Em tempos em que o laço social se encontra tão fragilizado, tem sido importante que os psicanalistas sustentem posições que, até pouco tempo, eram tema de debate e crítica. Hoje em dia, é bastante temerário colocar em questão alguns discursos que antes nos permitíamos questionar.
Um destes discursos é o da ciência. Sabemos bem que não existe ciência que não seja a instrumentalização de uma política – vejamos, por exemplo, a indústria farmacêutica e seus efeitos na modulação de humor dos indivíduos dentro da lógica neoliberal. Sustentadas em uma premissa de “produtividade a qualquer custo”, não são poucas as estratégias de cura farmacológica que visam não necessariamente mitigar o sofrimento psíquico, mas sim tornar o paciente mais bem adaptado às normas do capitalismo tardio.
Entretanto, é esta mesma ciência que nos forneceu as tão esperadas vacinas contra a COVID-19 e que vem se empenhando tão ferrenhamente na elaboração de formas de intervenções cada vez mais eficazes contra esta doença que nos tomou a todos de surpresa. Estranhamente, estamos vivendo em uma época de descrédito da verdade científica, especialmente através das fake news. E, mais ainda: a propagação destes discursos ideológicos falsos ocorre por meio das redes sociais, estes espaços virtuais em que a palavra se encontra, volta e meia, em apuros na sua implicação com a verdade.
Tendo em vista o meu ofício de operário da palavra, convido o leitor a pensar estes quatro discursos – da ciência, das fake news, da psicanálise e das redes sociais – a partir do “pacto narrativo” que eles propõem.
Na gramática da ciência, a verdade é consonante à realidade. Supõe-se uma realidade que seja objetiva e externa ao observador. O mundo aqui é tomado como um enigma resolúvel, uma equação cujas variáveis vão se elucidando à medida que o saber “avança”. Avançar significa traduzir a realidade em constantes e, a partir destas, estabelecer leis. Em última instância, temos aqui a fantasia de um mundo maquínico cujos movimentos pudessem ser, idealmente, todos previsíveis e manipuláveis. A matemática surge aqui como uma linguagem de nível zero, um idioma de base que, supostamente, permitiria a abstração e a generalização das ocorrências singulares.

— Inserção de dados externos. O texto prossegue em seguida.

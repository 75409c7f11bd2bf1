// ==========================================
// 学校课表排课系统 - 时间网格
// ==========================================
// 职责: 由作息窗口推导每日节次
// 输入: day_start / day_end / 课时 / 课间
// 输出: 有序节次列表（五个教学日共用）
// 纯函数，无状态
// ==========================================

use crate::domain::generation::TimeWindow;
use crate::engine::error::{ScheduleError, ScheduleResult};
use chrono::{Duration, NaiveTime};
use serde::{Deserialize, Serialize};

const MINUTES_PER_DAY: i64 = 24 * 60;

// ==========================================
// Slot - 节次
// ==========================================
#[derive(Debug, Clone, Copy, PartialEq, Eq, Serialize, Deserialize)]
pub struct Slot {
    pub lesson_number: u32, // 从 1 开始
    pub start_time: NaiveTime,
    pub end_time: NaiveTime,
}

// ==========================================
// TimeGrid - 时间网格
// ==========================================
#[derive(Debug, Clone, PartialEq, Eq)]
pub struct TimeGrid {
    window: TimeWindow,
    slots: Vec<Slot>,
}

impl TimeGrid {
    /// 构建时间网格
    ///
    /// 第 k 节: start = day_start + (k-1) × (课时 + 课间), end = start + 课时
    /// 第一个 end 超过 day_end 的节次及其后续全部排除
    ///
    /// # 错误
    /// - 课时 ≤ 0、课间 < 0、day_end ≤ day_start
    /// - 窗口内一节课都放不下
    pub fn build(window: &TimeWindow) -> ScheduleResult<Self> {
        if window.lesson_duration_minutes <= 0 {
            return Err(ScheduleError::configuration(format!(
                "课时必须为正数: lesson_duration_minutes={}",
                window.lesson_duration_minutes
            )));
        }
        if window.break_duration_minutes < 0 {
            return Err(ScheduleError::configuration(format!(
                "课间不能为负数: break_duration_minutes={}",
                window.break_duration_minutes
            )));
        }
        if window.day_end_time <= window.day_start_time {
            return Err(ScheduleError::configuration(format!(
                "放学时间必须晚于上课时间: {}-{}",
                window.day_start_time, window.day_end_time
            )));
        }
        if window.lesson_duration_minutes > MINUTES_PER_DAY
            || window.break_duration_minutes > MINUTES_PER_DAY
        {
            return Err(ScheduleError::configuration(format!(
                "课时或课间超过一天: lesson={}, break={}",
                window.lesson_duration_minutes, window.break_duration_minutes
            )));
        }

        let lesson = Duration::minutes(window.lesson_duration_minutes);
        let stride = Duration::minutes(window.lesson_duration_minutes + window.break_duration_minutes);

        let mut slots = Vec::new();
        let mut start = window.day_start_time;
        let mut lesson_number: u32 = 1;
        loop {
            // 跨过午夜即视为超出当天
            let (end, wrapped) = start.overflowing_add_signed(lesson);
            if wrapped != 0 || end > window.day_end_time {
                break;
            }
            slots.push(Slot {
                lesson_number,
                start_time: start,
                end_time: end,
            });

            let (next, wrapped) = start.overflowing_add_signed(stride);
            if wrapped != 0 {
                break;
            }
            start = next;
            lesson_number += 1;
        }

        if slots.is_empty() {
            return Err(ScheduleError::configuration(format!(
                "作息窗口 {}-{} 放不下一节 {} 分钟的课",
                window.day_start_time, window.day_end_time, window.lesson_duration_minutes
            )));
        }

        Ok(Self {
            window: *window,
            slots,
        })
    }

    /// 网格对应的作息窗口
    pub fn window(&self) -> &TimeWindow {
        &self.window
    }

    /// 全部节次（可重复遍历）
    pub fn slots(&self) -> &[Slot] {
        &self.slots
    }

    pub fn len(&self) -> usize {
        self.slots.len()
    }

    pub fn is_empty(&self) -> bool {
        self.slots.is_empty()
    }

    /// 按节次号取节次
    pub fn slot(&self, lesson_number: u32) -> Option<&Slot> {
        lesson_number
            .checked_sub(1)
            .and_then(|idx| self.slots.get(idx as usize))
    }

    /// 给定开始时间对应的节次号
    ///
    /// 等于 1 + 开始时间早于 start 的节次数；对齐网格时即该节次号，
    /// 未对齐时给出用于显示排序的位置
    pub fn lesson_number_for(&self, start: NaiveTime) -> u32 {
        let before = self.slots.iter().filter(|s| s.start_time < start).count();
        before as u32 + 1
    }
}

/// 构建时间网格并返回节次列表（供界面渲染可用节次）
pub fn build_time_grid(window: &TimeWindow) -> ScheduleResult<Vec<Slot>> {
    Ok(TimeGrid::build(window)?.slots)
}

No discurso científico, o singular é uma mancha que deve ser apagada: a subjetividade do experimentador é um obstáculo à elaboração de afirmações universais. Logo, esta subjetividade precisa ser minimizada para que uma pesquisa científica seja referendada pelos pares. Eis então o pacto narrativo científico: supomos um mundo coerente e objetivo e trabalhamos com a ideia de que o que falamos sobre este mundo seja uma tradução perfeita da realidade. A linguagem aqui é informativa, não criativa. A realidade é substituída pelas formulações matemáticas – curiosamente, apesar de o discurso científico ser aquele que talvez mais apegue-se à realidade dita “concreta”, ainda assim é o que mais prescinde dela na construção de um saber sobre o mundo.
Por mais que nós, psicanalistas, tenhamos por tanto tempo criticado esta forma de ver o mundo – justamente por elidir o sujeito do seu ato enunciativo -, é importante que não nos deixemos cair na ilusão de que o mundo fala “psicanalitiquês”. Em outros termos, colocarmos em questão o discurso da ciência, nos dias de hoje, corre o risco de equivaler a assumir uma postura negacionista.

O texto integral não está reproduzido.